//! Configuración de variables de entorno
//!
//! Este módulo maneja la configuración del entorno. Se carga una vez al
//! arrancar y se inyecta en `AppState`.

use chrono::FixedOffset;
use std::env;
use std::str::FromStr;
use std::time::Duration;
use thiserror::Error;
use uuid::Uuid;

/// Errores de configuración detectados al arrancar
#[derive(Debug, Error)]
pub enum ConfigError {
    #[error("{0} must be set")]
    Missing(&'static str),

    #[error("{name} has an invalid value: {value}")]
    Invalid { name: &'static str, value: String },
}

/// Credenciales de Supabase Storage
#[derive(Debug, Clone)]
pub struct SupabaseConfig {
    pub url: String,
    pub service_role_key: String,
}

/// Configuración del entorno
#[derive(Debug, Clone)]
pub struct EnvironmentConfig {
    pub environment: String,
    pub host: String,
    pub port: u16,
    pub company_id: Uuid,
    pub default_branch_id: Option<Uuid>,
    pub api_token: Option<String>,
    pub cors_origins: Vec<String>,
    pub database_url: Option<String>,
    pub database_max_connections: u32,
    pub run_migrations: bool,
    pub supabase: Option<SupabaseConfig>,
    pub exports_bucket: String,
    pub signed_url_ttl: Duration,
    pub report_utc_offset: FixedOffset,
}

impl EnvironmentConfig {
    /// Lee la configuración de las variables de entorno del proceso
    pub fn from_env() -> Result<Self, ConfigError> {
        Self::from_lookup(|name| env::var(name).ok())
    }

    /// Construye la configuración a partir de una función de búsqueda.
    /// Los valores vacíos se tratan como ausentes.
    pub fn from_lookup<F>(lookup: F) -> Result<Self, ConfigError>
    where
        F: Fn(&str) -> Option<String>,
    {
        let get = |name: &str| {
            lookup(name)
                .map(|v| v.trim().to_string())
                .filter(|v| !v.is_empty())
        };

        let company_id = parse(
            "COMPANY_ID",
            get("COMPANY_ID").ok_or(ConfigError::Missing("COMPANY_ID"))?,
        )?;

        let default_branch_id = get("DEFAULT_BRANCH_ID")
            .map(|v| parse::<Uuid>("DEFAULT_BRANCH_ID", v))
            .transpose()?;

        let supabase = match (get("SUPABASE_URL"), get("SUPABASE_SERVICE_ROLE_KEY")) {
            (Some(url), Some(service_role_key)) => Some(SupabaseConfig {
                url,
                service_role_key,
            }),
            (Some(_), None) => return Err(ConfigError::Missing("SUPABASE_SERVICE_ROLE_KEY")),
            _ => None,
        };

        let offset_minutes: i32 = parse_or(
            "REPORT_UTC_OFFSET_MINUTES",
            get("REPORT_UTC_OFFSET_MINUTES"),
            -180,
        )?;
        let report_utc_offset = FixedOffset::east_opt(offset_minutes * 60).ok_or_else(|| {
            ConfigError::Invalid {
                name: "REPORT_UTC_OFFSET_MINUTES",
                value: offset_minutes.to_string(),
            }
        })?;

        let run_migrations = match get("RUN_MIGRATIONS").as_deref() {
            None => false,
            Some("1") | Some("true") | Some("TRUE") | Some("yes") => true,
            Some("0") | Some("false") | Some("FALSE") | Some("no") => false,
            Some(other) => {
                return Err(ConfigError::Invalid {
                    name: "RUN_MIGRATIONS",
                    value: other.to_string(),
                })
            }
        };

        Ok(Self {
            environment: get("ENVIRONMENT").unwrap_or_else(|| "development".to_string()),
            host: get("HOST").unwrap_or_else(|| "0.0.0.0".to_string()),
            port: parse_or("PORT", get("PORT"), 3000)?,
            company_id,
            default_branch_id,
            api_token: get("API_TOKEN"),
            cors_origins: get("CORS_ORIGINS")
                .map(|origins| {
                    origins
                        .split(',')
                        .map(|s| s.trim().to_string())
                        .filter(|s| !s.is_empty())
                        .collect()
                })
                .unwrap_or_default(),
            database_url: get("DATABASE_URL"),
            database_max_connections: parse_or(
                "DATABASE_MAX_CONNECTIONS",
                get("DATABASE_MAX_CONNECTIONS"),
                10,
            )?,
            run_migrations,
            supabase,
            exports_bucket: get("EXPORTS_BUCKET").unwrap_or_else(|| "exports".to_string()),
            signed_url_ttl: Duration::from_secs(parse_or(
                "SIGNED_URL_TTL_SECS",
                get("SIGNED_URL_TTL_SECS"),
                600,
            )?),
            report_utc_offset,
        })
    }

    /// Verificar si estamos en modo desarrollo
    pub fn is_development(&self) -> bool {
        self.environment == "development"
    }

    /// Verificar si estamos en modo producción
    pub fn is_production(&self) -> bool {
        self.environment == "production"
    }

    /// Obtener la dirección del servidor
    pub fn server_url(&self) -> String {
        format!("{}:{}", self.host, self.port)
    }
}

fn parse<T: FromStr>(name: &'static str, value: String) -> Result<T, ConfigError> {
    value
        .parse()
        .map_err(|_| ConfigError::Invalid { name, value })
}

fn parse_or<T: FromStr>(
    name: &'static str,
    value: Option<String>,
    default: T,
) -> Result<T, ConfigError> {
    match value {
        Some(value) => parse(name, value),
        None => Ok(default),
    }
}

⁂

Line for line, the material above should be repeated exactly.

//! Configuración de variables de entorno
//!
//! Este módulo maneja la configuración del entorno. Se carga una vez al
//! arrancar y se inyecta en `AppState`.

use chrono::FixedOffset;
use std::env;
use std::str::FromStr;
use std::time::Duration;
use thiserror::Error;
use uuid::Uuid;

/// Errores de configuración detectados al arrancar
#[derive(Debug, Error)]
pub enum ConfigError {
    #[error("{0} must be set")]
    Missing(&'static str),

    #[error("{name} has an invalid value: {value}")]
    Invalid { name: &'static str, value: String },
}

/// Credenciales de Supabase Storage
#[derive(Debug, Clone)]
pub struct SupabaseConfig {
    pub url: String,
    pub service_role_key: String,
}

/// Configuración del entorno
#[derive(Debug, Clone)]
pub struct EnvironmentConfig {
    pub environment: String,
    pub host: String,
    pub port: u16,
    pub company_id: Uuid,
    pub default_branch_id: Option<Uuid>,
    pub api_token: Option<String>,
    pub cors_origins: Vec<String>,
    pub database_url: Option<String>,
    pub database_max_connections: u32,
    pub run_migrations: bool,
    pub supabase: Option<SupabaseConfig>,
    pub exports_bucket: String,
    pub signed_url_ttl: Duration,
    pub report_utc_offset: FixedOffset,
}

impl EnvironmentConfig {
    /// Lee la configuración de las variables de entorno del proceso
    pub fn from_env() -> Result<Self, ConfigError> {
        Self::from_lookup(|name| env::var(name).ok())
    }

    /// Construye la configuración a partir de una función de búsqueda.
    /// Los valores vacíos se tratan como ausentes.
    pub fn from_lookup<F>(lookup: F) -> Result<Self, ConfigError>
    where
        F: Fn(&str) -> Option<String>,
    {
        let get = |name: &str| {
            lookup(name)
                .map(|v| v.trim().to_string())
                .filter(|v| !v.is_empty())
        };

        let company_id = parse(
            "COMPANY_ID",
            get("COMPANY_ID").ok_or(ConfigError::Missing("COMPANY_ID"))?,
        )?;

        let default_branch_id = get("DEFAULT_BRANCH_ID")
            .map(|v| parse::<Uuid>("DEFAULT_BRANCH_ID", v))
            .transpose()?;

        let supabase = match (get("SUPABASE_URL"), get("SUPABASE_SERVICE_ROLE_KEY")) {
            (Some(url), Some(service_role_key)) => Some(SupabaseConfig {
                url,
                service_role_key,
            }),
            (Some(_), None) => return Err(ConfigError::Missing("SUPABASE_SERVICE_ROLE_KEY")),
            _ => None,
        };

        let offset_minutes: i32 = parse_or(
            "REPORT_UTC_OFFSET_MINUTES",
            get("REPORT_UTC_OFFSET_MINUTES"),
            -180,
        )?;
        let report_utc_offset = FixedOffset::east_opt(offset_minutes * 60).ok_or_else(|| {
            ConfigError::Invalid {
                name: "REPORT_UTC_OFFSET_MINUTES",
                value: offset_minutes.to_string(),
            }
        })?;

        let run_migrations = match get("RUN_MIGRATIONS").as_deref() {
            None => false,
            Some("1") | Some("true") | Some("TRUE") | Some("yes") => true,
            Some("0") | Some("false") | Some("FALSE") | Some("no") => false,
            Some(other) => {
                return Err(ConfigError::Invalid {
                    name: "RUN_MIGRATIONS",
                    value: other.to_string(),
                })
            }
        };

        Ok(Self {
            environment: get("ENVIRONMENT").unwrap_or_else(|| "development".to_string()),
            host: get("HOST").unwrap_or_else(|| "0.0.0.0".to_string()),
            port: parse_or("PORT", get("PORT"), 3000)?,
            company_id,
            default_branch_id,
            api_token: get("API_TOKEN"),
            cors_origins: get("CORS_ORIGINS")
                .map(|origins| {
                    origins
                        .split(',')
                        .map(|s| s.trim().to_string())
                        .filter(|s| !s.is_empty())
                        .collect()
                })
                .unwrap_or_default(),
            database_url: get("DATABASE_URL"),
            database_max_connections: parse_or(
                "DATABASE_MAX_CONNECTIONS",
                get("DATABASE_MAX_CONNECTIONS"),
                10,
            )?,
            run_migrations,
            supabase,
            exports_bucket: get("EXPORTS_BUCKET").unwrap_or_else(|| "exports".to_string()),
            signed_url_ttl: Duration::from_secs(parse_or(
                "SIGNED_URL_TTL_SECS",
                get("SIGNED_URL_TTL_SECS"),
                600,
            )?),
            report_utc_offset,
        })
    }

    /// Verificar si estamos en modo desarrollo
    pub fn is_development(&self) -> bool {
        self.environment == "development"
    }

    /// Verificar si estamos en modo producción
    pub fn is_production(&self) -> bool {
        self.environment == "production"
    }

    /// Obtener la dirección del servidor
    pub fn server_url(&self) -> String {
        format!("{}:{}", self.host, self.port)
    }
}

fn parse<T: FromStr>(name: &'static str, value: String) -> Result<T, ConfigError> {
    value
        .parse()
        .map_err(|_| ConfigError::Invalid { name, value })
}

fn parse_or<T: FromStr>(
    name: &'static str,
    value: Option<String>,
    default: T,
) -> Result<T, ConfigError> {
    match value {
        Some(value) => parse(name, value),
        None => Ok(default),
    }
}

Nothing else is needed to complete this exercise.